祭神の阿智使主(阿智王)は、後漢霊帝の曽孫で、倭漢直(やまとのあやのあたい)の祖として知られる。
日本書紀の応神天皇二十年九月の条には、
「倭漢直(やまとのあやのあたい)の祖、阿知使主(あちのおみ)、其の子都加使主(つがのおみ)、並に己が党類(ともがら)十七県(こおり)を率いて、来帰(もうけ)り」
と記されている。
「五郡神社記」には、於美阿志神社は磐橋(いわはし)神社と称されたとあり、近世、社地は宣化天皇檜隈廬入野宮(ひのくまのいほりのみや)跡とされ、神宮寺として桧隈寺の系統をひくという道興寺(どうこうじ)があった。
桧隈寺跡は、於美阿志神社の境内にある。
「日本書紀」天武天皇朱鳥元年(686)八月条に「檜隈寺、軽寺、大窪寺、各封百戸、限卅年」と記されており、
軽寺(橿原市軽)、大窪寺(橿原市大久保)とともに三十年に限って百戸が封じられていた。
天武天皇の病気平癒のためと推測されている。
跡地には、金堂跡、中門跡、塔跡、講堂跡、回廊跡と推定される遺構があり、礎石が遺されている。
伽藍は西を正面とし、塔を中心に右(南側)に金堂、左(北側)に講堂があり、金堂、講堂は塔側を正面とする特異な配置となっている。
現在跡地には、於美阿志神社石塔婆があり、明治42年に国の重要文化財に指定されている。
平安時代後期に造立されたと考えられており、もと桧隈寺塔跡の心礎の上にあったが、昭和44年の解体保存修理で積み直され、心礎は移動して保存されている。

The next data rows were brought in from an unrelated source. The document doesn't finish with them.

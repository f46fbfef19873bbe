//! Shared test helpers for session integration tests.
#![allow(dead_code)]

use std::sync::{Arc, Mutex};
use std::time::Duration;

use chrono::{Duration as TimeDelta, TimeZone, Utc};
use keepsake_content::ContentPack;
use keepsake_core::clock::Clock;
use keepsake_core::rng::{EntropySource, SharedRandom};
use keepsake_narrative::domain::screen::Screen;
use keepsake_session::{StorySession, UNLOCK_DELAY};
use keepsake_test_support::SteppingClock;

/// Builds a session on a stepping clock (so time-derived ids differ) and a
/// seeded entropy source.
pub fn start_session(seed: u64) -> StorySession {
    let clock: Arc<dyn Clock> = Arc::new(SteppingClock::new(
        Utc.with_ymd_and_hms(2026, 2, 14, 18, 0, 0).unwrap(),
        TimeDelta::seconds(1),
    ));
    let rng: SharedRandom = Arc::new(Mutex::new(EntropySource::seeded(seed)));
    StorySession::start(ContentPack::bundled(), clock, rng)
}

/// Clears both gate steps.
pub fn unlock_gate(session: &StorySession) {
    session.submit_gate("2022");
    let gate = session.submit_gate("grenoble");
    assert!(gate.unlocked);
}

/// Clears the gate, waits out the unlock celebration, and advances to
/// `target`. Requires a paused-time tokio runtime.
pub async fn walk_to(session: &StorySession, target: Screen) {
    unlock_gate(session);
    tokio::time::sleep(UNLOCK_DELAY + Duration::from_millis(50)).await;
    assert_eq!(session.views().borrow().screen, Screen::Welcome);

    let mut screen = Screen::Welcome;
    while screen < target {
        screen = session.advance(screen.next().unwrap()).unwrap();
    }
    assert_eq!(session.views().borrow().screen, target);
}
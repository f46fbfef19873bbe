//! Query handlers for the Gate Access context.

use serde::Serialize;

use crate::domain::aggregates::GateAccess;
use crate::domain::events::GateStep;

/// Read-only view of the gate, consumed by the rendering layer.
#[derive(Debug, Clone, Serialize)]
pub struct GateView {
    /// The step the gate is currently asking.
    pub step: GateStep,
    /// The rejection message from the most recent failed attempt.
    pub error: Option<String>,
    /// Whether the gate has been unlocked.
    pub unlocked: bool,
}

/// Projects the gate aggregate into its read-only view.
#[must_use]
pub fn view_gate(gate: &GateAccess) -> GateView {
    GateView {
        step: gate.step(),
        error: gate.error().map(str::to_owned),
        unlocked: gate.unlocked(),
    }
}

もとは、十三重石塔であったが、上の二重と相輪は失われている。凝灰岩製で、現在の高さは4.3m。
解体修理に際し、地下から旧塔心礎と石塔の埋納物(ガラス製小壺、青白磁合子、蓋付須恵器四耳壺)が発見され、埋納物も国の重要文化財に指定されて、現在は奈良国立博物館に収蔵されている。